Na verdade, o acesso à justiça depende de representação de advogado como regra geral. Isso está escrito na Constituição Federal, no art. 133, “o advogado é indispensável à administração da justiça, sendo inviolável por seus atos e manifestações no exercício da profissão, nos limites da lei”.

Porém o legislador criou exceções para facilitar o acesso à justiça, prevendo a citada dispensa do advogado nos juizados especiais e na justiça do trabalho, nos juizados especiais federais, ou para interpor habeas-corpus, o que pode ser um tiro no pé do cidadão.

A ideia é muito boa, embora nem sempre se atinja na prática o resultado desejado. Isso porque as pessoas normalmente não têm conhecimento jurídico suficiente para tocar seus próprios processos.

Seria como tentar economizar o pedreiro e construir a própria casa, correndo o risco de errar o projeto, desperdiçar material e ter de conviver o resto da vida com aquela obra, às vezes, feia, torta, mal-acabada e com o risco de cair sobre a cabeça a qualquer momento.

No caso da justiça, uma coisa importante e que passa despercebida é que não se pode discutir o mesmo fato duas vezes, isto é, você não pode mover um processo sozinho, perder, e, depois, tentar consertar a situação com o auxílio de um advogado.

Um bom exemplo é a ação de aposentadoria em que o profissional não é exigido no juizado especial federal, em causas com teto de sessenta salários mínimos, todavia, a perda da ação representa também a perda do benefício para o resto da vida.

Por isso, a opção de abrir mão do advogado no juizado especial pode levar o cidadão a situações inusitadas, colocando seu direito em discussão com defensores bem preparados do outro lado (do INSS, de grandes bancos e de empresas), como num duelo do elefante com a formiga.

João Natal Bertotti é advogado, jornalista, especialista em Ciência Política e aluno do curso de pós-graduação em Direito Previdenciário e Processo Previdenciário da PUC Paraná.

3 respostas para Ter ou não um advogado nos juizados especiais

  1. Ana claudia says:

    Assisti a uma palestra sobre direito do consumidor,a Advogada palestrante ensinou os passos para mover uma ação judicial sem a necessidade de acompanhamento de um profissional de advocacia.Mesmo ela explicando passo a passo,até não parece ser muito complicado,mas fiquei com receio,pois sou leiga quanto a leis,e os processos rodeiam em volta de várias delas.
    É realmente algo complicado,pessoas leigas mover ações,pois o advogado pode dar todas as respostam que serão necessárias para sanar as dúvidas decorrentes.Sem contar que com o advogado,no dia da audiência é muito mais tranqüilo se reportar ao juiz.Sabemos que terá um custo do processo,mas só de pensar no trabalho que não vamos precisar passar,e todo o tempo que vamos ter que dedicar a esta questão,é muito melhor pagar para ter este auxílio.
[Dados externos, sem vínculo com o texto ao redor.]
impl fmt::Debug for TokenExchangeOptions {
    fn fmt(&self, f: &mut fmt::Formatter<'_>) -> fmt::Result {
        f.debug_struct("TokenExchangeOptions")
            .field(
                "client_secret",
                &self.client_secret.as_ref().map(|_| "[REDACTED]"),
            )
            .field("additional_parameters", &self.additional_parameters)
            .finish()
    }
}

fn default_true() -> bool {
    true
}

fn default_connection_timeout() -> Duration {
    DEFAULT_CONNECTION_TIMEOUT
}

fn serialize_seconds<S>(duration: &Duration, serializer: S) -> std::result::Result<S::Ok, S::Error>
where
    S: Serializer,
{
    serializer.serialize_f64(duration.as_secs_f64())
}

fn deserialize_seconds<'de, D>(deserializer: D) -> std::result::Result<Duration, D::Error>
where
    D: Deserializer<'de>,
{
    let seconds = f64::deserialize(deserializer)?;
    Duration::try_from_secs_f64(seconds).map_err(serde::de::Error::custom)
}

fn serialize_optional_seconds<S>(
    duration: &Option<Duration>,
    serializer: S,
) -> std::result::Result<S::Ok, S::Error>
where
    S: Serializer,
{
    match duration {
        Some(duration) => serializer.serialize_some(&duration.as_secs_f64()),
        None => serializer.serialize_none(),
    }
}

fn deserialize_optional_seconds<'de, D>(
    deserializer: D,
) -> std::result::Result<Option<Duration>, D::Error>
where
    D: Deserializer<'de>,
{
    Option::<f64>::deserialize(deserializer)?
        .map(|seconds| Duration::try_from_secs_f64(seconds).map_err(serde::de::Error::custom))
        .transpose()
}

fn serialize_optional_secret<S>(
    secret: &Option<SecretString>,
    serializer: S,
) -> std::result::Result<S::Ok, S::Error>
where
    S: Serializer,
{
    match secret {
        Some(secret) => serializer.serialize_some(secret.expose_secret()),
        None => serializer.serialize_none(),
    }
}

fn deserialize_optional_secret<'de, D>(
    deserializer: D,
) -> std::result::Result<Option<SecretString>, D::Error>
where
    D: Deserializer<'de>,
{
    let secret: Option<String> = Option::deserialize(deserializer)?;
    Ok(secret.map(SecretString::new))
}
Sou contra mover ações sem a ajuda do Advogado,melhor ter certeza do que vai acontecer,do que se meter a fazer o que não tem certeza de como funciona.
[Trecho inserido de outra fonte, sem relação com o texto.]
//! Common test utilities for integration tests
//!
//! Provides a wiremock-backed OpenID provider and a scripted external agent
//! standing in for the system browser.

#![allow(dead_code)]

use std::sync::{Arc, Mutex};

use appauth::{
    AppAuth, AppAuthError, ClientConfiguration, ExternalAgent, LaunchOutcome, ProviderSource,
    ReqwestTransport,
};
use async_trait::async_trait;
use base64::Engine;
use base64::engine::general_purpose::URL_SAFE_NO_PAD;
use serde_json::{Value, json};
use url::Url;
use wiremock::{
    Mock, MockServer, ResponseTemplate,
    matchers::{method, path},
};

pub const CLIENT_ID: &str = "native-client";
pub const REDIRECT_URL: &str = "com.example.app:/oauth2redirect";
pub const LOGOUT_REDIRECT_URL: &str = "com.example.app:/logout";

/// OpenID provider mock serving discovery, token, revocation and registration
pub struct MockProvider {
    pub server: MockServer,
}

impl MockProvider {
    /// Start a provider whose discovery document advertises every endpoint
    pub async fn start() -> Self {
        let provider = Self::start_without_discovery().await;
        provider.mock_discovery(provider.discovery_document()).await;
        provider
    }

    /// Start a provider with no discovery document mounted
    pub async fn start_without_discovery() -> Self {
        init_tracing();
        Self {
            server: MockServer::start().await,
        }
    }

    pub fn issuer(&self) -> String {
        self.server.uri()
    }

    pub fn endpoint(&self, name: &str) -> String {
        format!("{}/{name}", self.server.uri())
    }

    /// Discovery document pointing every endpoint at this server
    pub fn discovery_document(&self) -> Value {
        json!({
            "issuer": self.issuer(),
            "authorization_endpoint": self.endpoint("authorize"),
            "token_endpoint": self.endpoint("token"),
            "revocation_endpoint": self.endpoint("revoke"),
            "registration_endpoint": self.endpoint("register"),
            "end_session_endpoint": self.endpoint("logout"),
            "jwks_uri": self.endpoint("jwks"),
            "code_challenge_methods_supported": ["S256"],
        })
    }

    pub async fn mock_discovery(&self, document: Value) {
        Mock::given(method("GET"))
            .and(path("/.well-known/openid-configuration"))
            .respond_with(ResponseTemplate::new(200).set_body_json(document))
            .mount(&self.server)
            .await;
    }

    /// Mock successful token endpoint response
    pub async fn mock_token_success(&self, body: Value) {
        Mock::given(method("POST"))
            .and(path("/token"))
            .respond_with(ResponseTemplate::new(200).set_body_json(body))
            .mount(&self.server)
            .await;
    }

    /// Mock token endpoint error response
    pub async fn mock_token_error(&self, status: u16, error: &str, description: &str) {
        Mock::given(method("POST"))
            .and(path("/token"))
            .respond_with(ResponseTemplate::new(status).set_body_json(json!({
                "error": error,
                "error_description": description,
            })))
            .mount(&self.server)
            .await;
    }

    pub async fn mock_revocation(&self, response: ResponseTemplate) {
        Mock::given(method("POST"))
            .and(path("/revoke"))
            .respond_with(response)
            .mount(&self.server)
            .await;
    }

    pub async fn mock_registration(&self, response: ResponseTemplate) {
        Mock::given(method("POST"))
            .and(path("/register"))
            .respond_with(response)
            .mount(&self.server)
            .await;
    }

    /// Client configuration discovering this provider over plain http
    pub fn config(&self) -> ClientConfiguration {
        ClientConfiguration::new(ProviderSource::issuer(self.issuer()), CLIENT_ID)
            .with_redirect_url(REDIRECT_URL)
            .with_scopes(["openid", "profile"])
            .allow_insecure_http()
    }
}

pub fn token_body(access_token: &str) -> Value {
    json!({
        "access_token": access_token,
        "token_type": "Bearer",
        "expires_in": 3600,
        "refresh_token": "refresh-1",
        "scope": "openid profile",
    })
}

/// Unsigned compact JWS carrying `nonce`, enough for nonce verification
pub fn unsigned_id_token(nonce: &str) -> String {
    let header = URL_SAFE_NO_PAD.encode(br#"{"alg":"none","typ":"JWT"}"#);
    let payload = URL_SAFE_NO_PAD.encode(
        json!({ "iss": "https://idp.example.com", "sub": "user-1", "nonce": nonce }).to_string(),
    );
    format!("{header}.{payload}.sig")
}

/// Value of a query parameter in `url`
pub fn query_param(url: &Url, name: &str) -> Option<String> {
    url.query_pairs()
        .find(|(key, _)| key == name)
        .map(|(_, value)| value.into_owned())
}

/// Every value of `name` posted to the token endpoint, in request order
pub async fn token_request_params(provider: &MockProvider, name: &str) -> Vec<String> {
    provider
        .server
        .received_requests()
        .await
        .unwrap_or_default()
        .into_iter()
        .filter(|request| request.url.path() == "/token")
        .filter_map(|request| {
            url::form_urlencoded::parse(&request.body)
                .find(|(key, _)| key == name)
                .map(|(_, value)| value.into_owned())
        })
        .collect()
}

/// Value of `name` in the last token endpoint request
pub async fn token_request_param(provider: &MockProvider, name: &str) -> Option<String> {
    token_request_params(provider, name).await.pop()
}

type Responder = Box<dyn Fn(&Url, &str) -> Result<LaunchOutcome, AppAuthError> + Send + Sync>;

/// External agent that answers launches from a script and records them
pub struct ScriptedAgent {
    respond: Option<Responder>,
    pub launched: Mutex<Vec<Url>>,
}

impl ScriptedAgent {
    pub fn new<F>(respond: F) -> Arc<Self>
    where
        F: Fn(&Url, &str) -> Result<LaunchOutcome, AppAuthError> + Send + Sync + 'static,
    {
        Arc::new(Self {
            respond: Some(Box::new(respond)),
            launched: Mutex::new(Vec::new()),
        })
    }

    /// Redirect back with `code` and whatever state was sent, plus `extra`
    pub fn approving(code: &'static str, extra: &'static str) -> Arc<Self> {
        Self::new(move |url, prefix| {
            let state = query_param(url, "state").unwrap_or_default();
            Ok(LaunchOutcome::Redirect(format!(
                "{prefix}?code={code}&state={state}{extra}"
            )))
        })
    }

    /// Redirect back with a fixed query string
    pub fn redirecting(query: &'static str) -> Arc<Self> {
        Self::new(move |_, prefix| Ok(LaunchOutcome::Redirect(format!("{prefix}?{query}"))))
    }

    /// Echo the state back with no code, as a logout redirect
    pub fn echoing_state() -> Arc<Self> {
        Self::new(|url, prefix| {
            let state = query_param(url, "state").unwrap_or_default();
            Ok(LaunchOutcome::Redirect(format!("{prefix}?state={state}")))
        })
    }

    /// Close the browser without completing
    pub fn cancelling() -> Arc<Self> {
        Self::new(|_, _| Ok(LaunchOutcome::Cancelled))
    }

    /// Never deliver anything
    pub fn hanging() -> Arc<Self> {
        Arc::new(Self {
            respond: None,
            launched: Mutex::new(Vec::new()),
        })
    }

    pub fn last_url(&self) -> Url {
        self.launched
            .lock()
            .unwrap()
            .last()
            .cloned()
            .expect("agent was never launched")
    }

    pub fn launch_count(&self) -> usize {
        self.launched.lock().unwrap().len()
    }
}

#[async_trait]
impl ExternalAgent for ScriptedAgent {
    async fn launch(&self, url: &Url, redirect_prefix: &str) -> Result<LaunchOutcome, AppAuthError> {
        self.launched.lock().unwrap().push(url.clone());
        match &self.respond {
            Some(respond) => respond(url, redirect_prefix),
            None => std::future::pending().await,
        }
    }
}

/// Route library logs to the test output; set `RUST_LOG=appauth=debug` to see them
pub fn init_tracing() {
    let _ = tracing_subscriber::fmt()
        .with_env_filter(tracing_subscriber::EnvFilter::from_default_env())
        .with_test_writer()
        .try_init();
}

/// Client over the real reqwest transport
pub fn client(agent: Arc<ScriptedAgent>) -> AppAuth {
    AppAuth::new(
        Arc::new(ReqwestTransport::new().expect("transport")),
        agent,
    )
}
  2. [...] mais… Ter ou não um advogado nos juizados especiais | Blog Contábil This entry was posted in 01, 05, 09, Advogado, AL/SE, Antonio, brasil, Com, de, direito, do, em, [...]

  3. Rosangela Paiva says:

    Moro na cidade de Betim MG, cidade com indíce de criminalidade muito alta,já tive minha casa roubada algumas vezes,por isso gostaria de colocar um portão cerca elétrica para ter mais proteção,mas minha sogra e cunhada que moram no mesmo lote não querem contribuir nem financeiramente e nem concordam que eu coloque o portão por minha conta,elas moram nos fundos do lote e lá tem um portão que dá acesso a residencia delas,na entrada do beco onde moro não tem nada para proteger minha residencia,gostaria de saber se elas tem direito de me impedir de colocar o portão ou se deverei procurar o Juízado de Pequenas Causas para solucionar esse problema ou mover contra elas ação de idenização de perdas e danos, caso minha casa seja roubada novamente por falta segurança no caso o portão.Estou com muito medo pois passo a noite sozinha, meu marido trabalha a noite,tenho medo de ser pega como refém dos marginais que se escondem no beco e que já invadiram minha casa se escondendo dos políciais.Por favor me mande alguma sugestão do que devo fazer.